SOURCE MATERIAL START
//! Cinder Core - Volume Lifecycle Orchestration
//!
//! The lifecycle and state-machine layer of a block storage service: routes
//! create / attach / detach / extend / delete / snapshot / backup / restore
//! requests to backend drivers, keeps resource statuses consistent, and turns
//! driver failures into user-facing messages.
//!
//! # Architecture
//!
//! ```text
//! ┌─────────────────────────────────────────────────────────────────────────────┐
//! │                              REST API (axum)                                 │
//! ├─────────────────────────────────────────────────────────────────────────────┤
//! │                           Lifecycle Manager                                  │
//! │  ┌─────────────────┐  ┌─────────────────┐  ┌─────────────────────────────┐  │
//! │  │  State Machines │  │ Resource Locks  │  │   Message Catalog / API     │  │
//! │  │  (transitions)  │  │ (ordered, async)│  │   (action + detail codes)   │  │
//! │  └─────────────────┘  └─────────────────┘  └─────────────────────────────┘  │
//! │  ┌─────────────────┐  ┌─────────────────┐  ┌─────────────────────────────┐  │
//! │  │ Filter Scheduler│  │  Volume Types   │  │   Manage Existing /         │  │
//! │  │ (filter, weigh) │  │  + QoS resolver │  │   Manageable listing        │  │
//! │  └─────────────────┘  └─────────────────┘  └─────────────────────────────┘  │
//! ├─────────────────────────────────────────────────────────────────────────────┤
//! │                          Driver Ports                                        │
//! │  ┌───────────────────────────────────┐  ┌───────────────────────────────┐   │
//! │  │          VolumeDriver             │  │         BackupDriver          │   │
//! │  └───────────────────────────────────┘  └───────────────────────────────┘   │
//! └─────────────────────────────────────────────────────────────────────────────┘
//! ```
//!
//! # Modules
//!
//! - [`controlplane`]: Lifecycle manager, locks, store, state machines and API
//! - [`scheduler`]: Backend filtering and weighing, backup host selection
//! - [`volume_types`]: Volume types, extra specs and QoS specs
//! - [`manageable`]: Manage-existing validation and manageable listings
//! - [`message`]: User message catalog and store
//! - [`domain`]: Resource records, request context and driver traits
//! - [`config`]: Service configuration
//! - [`metrics`]: Prometheus metrics
//! - [`error`]: Error types and handling

pub mod config;
pub mod controlplane;
pub mod domain;
pub mod error;
pub mod manageable;
pub mod message;
pub mod metrics;
pub mod scheduler;
pub mod volume_types;

// Re-export commonly used types
pub use config::ServiceConfig;

pub use controlplane::{
    ApiServer, ApiServerConfig, DriverRegistry, LifecycleManager, ManagerSettings,
    ResourceLocks, ResourceStore, RestRouter, VolumeOperation,
};

pub use domain::{
    Attachment, Backup, BackupDriver, OperationContext, Snapshot, Volume, VolumeDriver,
    VolumeStatus,
};

pub use error::{Error, ErrorKind, Result};

pub use message::{Action, Detail, Message, MessageApi, ResourceType};

pub use scheduler::{FilterScheduler, RequestSpec};

pub use volume_types::{QosSpecs, VolumeType, VolumeTypeRegistry};

/// Library version
pub const VERSION: &str = env!("CARGO_PKG_VERSION");

/// Library name
pub const NAME: &str = env!("CARGO_PKG_NAME");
SOURCE MATERIAL END
▶ _TASK DETAILS_:
Nothing in the data may be left out. Copy all of it exactly.

▶ _EXPECTED OUTPUT_:
//! Cinder Core - Volume Lifecycle Orchestration
//!
//! The lifecycle and state-machine layer of a block storage service: routes
//! create / attach / detach / extend / delete / snapshot / backup / restore
//! requests to backend drivers, keeps resource statuses consistent, and turns
//! driver failures into user-facing messages.
//!
//! # Architecture
//!
//! ```text
//! ┌─────────────────────────────────────────────────────────────────────────────┐
//! │                              REST API (axum)                                 │
//! ├─────────────────────────────────────────────────────────────────────────────┤
//! │                           Lifecycle Manager                                  │
//! │  ┌─────────────────┐  ┌─────────────────┐  ┌─────────────────────────────┐  │
//! │  │  State Machines │  │ Resource Locks  │  │   Message Catalog / API     │  │
//! │  │  (transitions)  │  │ (ordered, async)│  │   (action + detail codes)   │  │
//! │  └─────────────────┘  └─────────────────┘  └─────────────────────────────┘  │
//! │  ┌─────────────────┐  ┌─────────────────┐  ┌─────────────────────────────┐  │
//! │  │ Filter Scheduler│  │  Volume Types   │  │   Manage Existing /         │  │
//! │  │ (filter, weigh) │  │  + QoS resolver │  │   Manageable listing        │  │
//! │  └─────────────────┘  └─────────────────┘  └─────────────────────────────┘  │
//! ├─────────────────────────────────────────────────────────────────────────────┤
//! │                          Driver Ports                                        │
//! │  ┌───────────────────────────────────┐  ┌───────────────────────────────┐   │
//! │  │          VolumeDriver             │  │         BackupDriver          │   │
//! │  └───────────────────────────────────┘  └───────────────────────────────┘   │
//! └─────────────────────────────────────────────────────────────────────────────┘
//! ```
//!
//! # Modules
//!
//! - [`controlplane`]: Lifecycle manager, locks, store, state machines and API
//! - [`scheduler`]: Backend filtering and weighing, backup host selection
//! - [`volume_types`]: Volume types, extra specs and QoS specs
//! - [`manageable`]: Manage-existing validation and manageable listings
//! - [`message`]: User message catalog and store
//! - [`domain`]: Resource records, request context and driver traits
//! - [`config`]: Service configuration
//! - [`metrics`]: Prometheus metrics
//! - [`error`]: Error types and handling

pub mod config;
pub mod controlplane;
pub mod domain;
pub mod error;
pub mod manageable;
pub mod message;
pub mod metrics;
pub mod scheduler;
pub mod volume_types;

// Re-export commonly used types
pub use config::ServiceConfig;

pub use controlplane::{
    ApiServer, ApiServerConfig, DriverRegistry, LifecycleManager, ManagerSettings,
    ResourceLocks, ResourceStore, RestRouter, VolumeOperation,
};

pub use domain::{
    Attachment, Backup, BackupDriver, OperationContext, Snapshot, Volume, VolumeDriver,
    VolumeStatus,
};

pub use error::{Error, ErrorKind, Result};

pub use message::{Action, Detail, Message, MessageApi, ResourceType};

pub use scheduler::{FilterScheduler, RequestSpec};

pub use volume_types::{QosSpecs, VolumeType, VolumeTypeRegistry};

/// Library version
pub const VERSION: &str = env!("CARGO_PKG_VERSION");

/// Library name
pub const NAME: &str = env!("CARGO_PKG_NAME");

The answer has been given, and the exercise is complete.